And Henry’s interest? I studied the talus spilling across the ledge. It told me nothing. Talus won’t hold a footprint. There was no way to tell what, or who, had kicked those rock fragments over the edge.
Easy to do, though.
I said, “So if it was him up here, what was that about?”
“Make sure I’m coming.”
“Not just you,” I said. “Us. He expects you but you show up with hiking buddies. What does he think about that?”
“If he thinks it through he’ll understand that I had to get some help. He left me half the rock. He knows geology is not in my skill set. So I suppose he’d figure it out.”
“And rain rocks down upon us.”
Shelburne rose. He walked over to the talus pile and picked up a nasty-edged rock fragment. He angled his wrist and flung it, like you’d skip a rock. It sailed out from the ridge, a good distance, and then arced down. He said, “No, I don’t think Henry was throwing rocks at us. Wrong angle.” He found another spot, standing now within the talus field. He stood rigid and then suddenly he jerked, like he’d been stung by wasp. His foot jerked out, dislodging a small pile of rotten rock. The stuff skittered, some of it skittering over the edge. It did not arc.
He turned to us. “Henry occasionally has mini-seizures. In consequence, you understand.”
I understood.
It was entirely possible.
I’ve done it myself, dislodging loose rock, sending it over the edge of a trail.
“We good?” Shelburne asked.
Walter and I exchanged a look.

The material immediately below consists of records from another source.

// grocer/src/backend/mod.rs

//! The persistence collaborator: the hosted tables the storefront reads and
//! writes (`products`, `categories`, `orders`, `order_items`,
//! `delivery_addresses`).

pub mod memory;

use crate::catalog::{Category, Product};
use crate::error::BackendError;
use crate::order::{DeliveryAddress, NewDeliveryAddress, NewOrder, NewOrderItem, Order, OrderId, OrderItem, UserId};
use async_trait::async_trait;

pub use memory::{BackendCall, FailPoint, InMemoryBackend};

pub type BackendResult<T> = Result<T, BackendError>;

#[async_trait]
pub trait Backend: Send + Sync {
  async fn list_products(&self) -> BackendResult<Vec<Product>>;

  async fn list_categories(&self) -> BackendResult<Vec<Category>>;

  async fn insert_delivery_address(&self, address: NewDeliveryAddress) -> BackendResult<DeliveryAddress>;

  /// Saved addresses for `user_id`, default address first.
  async fn list_delivery_addresses(&self, user_id: UserId) -> BackendResult<Vec<DeliveryAddress>>;

  /// Inserts one order row. A payload naming a column the schema lacks must
  /// fail with [`BackendError::UnknownColumn`].
  async fn insert_order(&self, order: NewOrder) -> BackendResult<Order>;

  async fn delete_order(&self, order_id: OrderId) -> BackendResult<()>;

  /// Inserts all rows or none.
  async fn insert_order_items(&self, items: Vec<NewOrderItem>) -> BackendResult<Vec<OrderItem>>;

  /// Orders of `user_id`, newest first.
  async fn list_orders(&self, user_id: UserId) -> BackendResult<Vec<Order>>;

  async fn list_order_items(&self, order_ids: &[OrderId]) -> BackendResult<Vec<OrderItem>>;
}
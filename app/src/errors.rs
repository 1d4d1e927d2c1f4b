// grocer/app/src/errors.rs

use grocer::{BackendError, CheckoutError};
use thiserror::Error;

#[derive(Debug, Error)]
pub enum AppError {
  #[error("Configuration Error: {0}")]
  Config(String),

  #[error("Database Error: {0}")]
  Sqlx(#[from] sqlx::Error),

  #[error("Backend Error: {0}")]
  Backend(#[from] BackendError),

  #[error("Checkout Error: {source}")]
  Checkout {
    #[from]
    source: CheckoutError,
  },

  #[error("Internal Error: {0}")]
  Internal(String),
}

// Lets `?` be used on anyhow results in the binary.
impl From<anyhow::Error> for AppError {
  fn from(err: anyhow::Error) -> Self {
    match err.downcast::<sqlx::Error>() {
      Ok(sqlx_err) => AppError::Sqlx(sqlx_err),
      Err(err) => match err.downcast::<BackendError>() {
        Ok(backend_err) => AppError::Backend(backend_err),
        Err(err) => AppError::Internal(err.to_string()),
      },
    }
  }
}

pub type Result<T, E = AppError> = std::result::Result<T, E>;

#[cfg(test)]
mod tests {
  use super::*;

  #[test]
  fn anyhow_wrapping_a_backend_error_is_unwrapped() {
    let wrapped = anyhow::Error::new(BackendError::rejected("orders", "nope"));
    assert!(matches!(AppError::from(wrapped), AppError::Backend(BackendError::Rejected { .. })));
  }

  #[test]
  fn other_anyhow_errors_become_internal() {
    let err = AppError::from(anyhow::anyhow!("disk on fire"));
    assert_eq!(err.to_string(), "Internal Error: disk on fire");
  }

  #[test]
  fn checkout_errors_keep_their_message() {
    let err = AppError::from(CheckoutError::Unauthenticated);
    assert_eq!(err.to_string(), "Checkout Error: User not authenticated");
  }
}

A nod.
Good enough.
6
We busied ourselves closing up packs, shouldering them, fastening hip belts.
Shelburne set off in the lead.
We fell in.
We followed our ledge to the far end of the bedrock and then plunged into ponderosa pines and oaks and red-limbed madrone. A boy could play hide and seek in those woods. I wondered if Henry Shelburne had ever played such innocent games.
As we hiked, Robert Shelburne surveyed the woods, shouting his brother’s name once or twice, but there was nobody playing hide and seek.
Our wooded trail climbed gently, in a wide arc, eventually giving out onto the true ridge, a broad forested crest.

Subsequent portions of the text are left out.